Thursday. Only Allagtes and Old Bear, both poor, in the Peel. What to do now? A message from Eddie, the eager, legal, beagle. Could I meet him to discuss the Relief of Mafeking? Never one to turn down such an opportunity, I agreed. So it was we endured another evening battling humulus lupulus. The Stomach, who was regaling us with his adventures in the Boer War, experimented with pretty much the full range before declaring Tempus Fugit the most palatable. Eddie and I, being veterans, went straight for Janine’s One, knowing it couldn’t last long. So it proved. With our considerable help, amongst much wailing, the cask eventually ran dry. Luckily, the replacement-O’Hanlon’s Yellowhammer was palatable enough to see out the rest of the night. Out of diligence, we tried Boggart Angel Hill. Thank God we only had a taster. This was phenol rich and an unbelievably bad beer. How do they get away with brewing such crap beer?

Again we were witnesses to the ebb and flow of customers. Faces, old and new, streamed past. Joe Stalin even stopped by for a chat. Now the only problem in being a celebrity beerhound is that the great unwashed will often approach you. So it was that Eddie and I found ourselves (yet again), assailed by disconcerted Camra members. It wasn’t long before we were beaten by the clock once again, leaving Eddie to head home into the arms of the Manx Minx, and me to grab a nightcap at the Sam.

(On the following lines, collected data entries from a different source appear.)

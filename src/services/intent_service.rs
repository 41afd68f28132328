use tracing::info;
use validator::Validate;

use crate::{
    dto::intent::ControlIntent,
    error::ServiceError,
    services::dispatcher::IntentDispatcher,
    state::match_state::MatchState,
};

/// Validate a control intent and apply it through the dispatcher.
pub fn apply_control_intent(
    dispatcher: &IntentDispatcher,
    intent: ControlIntent,
) -> Result<MatchState, ServiceError> {
    intent
        .validate()
        .map_err(|err| ServiceError::InvalidInput(err.to_string()))?;

    let state = match intent {
        ControlIntent::Score(input) => dispatcher.adjust_score(input.side, input.delta),
        ControlIntent::RedCards(input) => dispatcher.set_red_cards(input.side, input.count),
        ControlIntent::Name(input) => dispatcher.rename_team(input.side, &input.name),
        ControlIntent::Logo(input) => {
            info!(side = ?input.side, cleared = input.logo.is_none(), "team logo updated");
            dispatcher.set_logo(input.side, input.logo)
        }
        ControlIntent::ToggleClock => dispatcher.toggle_clock(),
        ControlIntent::AdjustClock(input) => dispatcher.adjust_clock(input.field, input.delta),
        ControlIntent::ResetClock => dispatcher.reset_clock(),
        ControlIntent::Period(input) => dispatcher.set_period(input.code),
        ControlIntent::ExtraTime(input) => dispatcher.adjust_extra_time(input.delta),
        ControlIntent::TogglePenalties => dispatcher.toggle_penalties(),
        ControlIntent::PenaltyScore(input) => {
            dispatcher.adjust_penalty_score(input.side, input.delta)
        }
    };

    Ok(state)
}
use std::{convert::Infallible, time::Duration};

use axum::response::sse::{Event, KeepAlive, Sse};
use futures::Stream;
use tokio::sync::{
    broadcast::{self, error::RecvError},
    mpsc, watch,
};
use tokio_stream::wrappers::ReceiverStream;
use tracing::{info, warn};

use crate::{
    dto::sse::ServerEvent,
    state::{SharedState, SseHub, match_state::MatchState},
};

/// Name of the SSE event carrying a full match document.
pub const STATE_EVENT: &str = "state";

/// Subscribe to the state stream, returning the current document as the first event.
pub fn subscribe_state(state: &SharedState) -> (Option<ServerEvent>, broadcast::Receiver<ServerEvent>) {
    let receiver = state.sse().subscribe();
    let initial = state_event(&state.store().snapshot());
    (initial, receiver)
}

/// Publish `match_state` to every connected overlay.
pub fn broadcast_state(hub: &SseHub, match_state: &MatchState) {
    if let Some(event) = state_event(match_state) {
        hub.broadcast(event);
    }
}

fn state_event(match_state: &MatchState) -> Option<ServerEvent> {
    match ServerEvent::json(Some(STATE_EVENT.to_string()), match_state) {
        Ok(event) => Some(event),
        Err(err) => {
            warn!(error = %err, "failed to serialize match state for SSE");
            None
        }
    }
}

/// Convert a broadcast receiver into an SSE response, forwarding events until
/// the client disconnects or the process shuts down.
pub fn to_sse_stream(
    initial: Option<ServerEvent>,
    mut receiver: broadcast::Receiver<ServerEvent>,
    mut shutdown: watch::Receiver<bool>,
) -> Sse<impl Stream<Item = Result<Event, Infallible>>> {
    // small bounded channel between forwarder and response
    let (tx, rx) = mpsc::channel::<Result<Event, Infallible>>(8);

    // forwarder task: reads from broadcast and pushes into mpsc
    tokio::spawn(async move {
        if let Some(payload) = initial {
            if tx.send(Ok(to_event(payload))).await.is_err() {
                return;
            }
        }

        loop {
            tokio::select! {
                _ = tx.closed() => break,
                changed = shutdown.changed() => {
                    if changed.is_err() || *shutdown.borrow() {
                        break;
                    }
                }
                recv_result = receiver.recv() => {
                    match recv_result {
                        Ok(payload) => {
                            if tx.send(Ok(to_event(payload))).await.is_err() {
                                break;
                            }
                        }
                        Err(RecvError::Closed) => break,
                        // Every event carries the full document, so the next one catches up.
                        Err(RecvError::Lagged(_)) => continue,
                    }
                }
            }
        }

        info!("state SSE stream disconnected");
    });

    // response stream reads from mpsc; when client disconnects axum drops this stream
    let stream = ReceiverStream::new(rx);
    Sse::new(stream).keep_alive(
        KeepAlive::new()
            .interval(Duration::from_secs(15))
            .text("keep-alive"),
    )
}

fn to_event(payload: ServerEvent) -> Event {
    let mut event = Event::default().data(payload.data);
    if let Some(name) = payload.event {
        event = event.event(name);
    }
    event
}
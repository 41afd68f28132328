use axum::Router;

use crate::state::SharedState;

pub mod health;
pub mod intents;
pub mod state;

/// Compose all route trees, wiring in shared state.
pub fn router(state: SharedState) -> Router<()> {
    health::router()
        .merge(state::router())
        .merge(intents::router())
        .with_state(state)
}
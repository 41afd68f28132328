//! Error types of the HTTP record store client.

use reqwest::StatusCode;
use thiserror::Error;

use crate::dao::storage::StorageError;

/// Convenient result alias returning [`HttpStoreError`] failures.
pub type HttpResult<T> = Result<T, HttpStoreError>;

/// Failures that can occur while talking to the remote record store.
#[derive(Debug, Error)]
pub enum HttpStoreError {
    /// Building the HTTP client failed (invalid TLS setup, etc).
    #[error("failed to build record store client")]
    ClientBuilder {
        #[source]
        source: reqwest::Error,
    },
    /// The request could not be sent or its body could not be read.
    #[error("failed to send record store request to `{path}`")]
    RequestSend {
        path: String,
        #[source]
        source: reqwest::Error,
    },
    /// The record store answered with an unsuccessful status code.
    #[error("unexpected record store response status {status} for `{path}`")]
    RequestStatus { path: String, status: StatusCode },
    /// The response body is not a match record.
    #[error("failed to decode record store response for `{path}`")]
    DecodeResponse {
        path: String,
        #[source]
        source: serde_json::Error,
    },
}

impl From<HttpStoreError> for StorageError {
    fn from(err: HttpStoreError) -> Self {
        match err {
            HttpStoreError::DecodeResponse { .. } => StorageError::malformed(err.to_string(), err),
            _ => StorageError::unreachable(err.to_string(), err),
        }
    }
}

TGIF. More of the same, really. An early finish meant I could catch up with the Whitefield Holts Bandit. He was looking for solace in alcohol, and that’s as good a reason as any for a bit of bar flying. Several ales were sampled-Bradfield Stout wasn’t bad and Anglo-Dutch Spikes on t’way (4.2%) was fresh, light, and fruity. However, Marble J.P Best (4.3%) proved especially appealing. Eddie, the eager, legal, beagle popped in after work and was soon joined by Dave the Rave. Both of them are notoriously fishy buggers and were obviously planning an evening of drunken debauchery. Luckily, my evening engagement meant that I didn’t have to witness their nefarious deeds.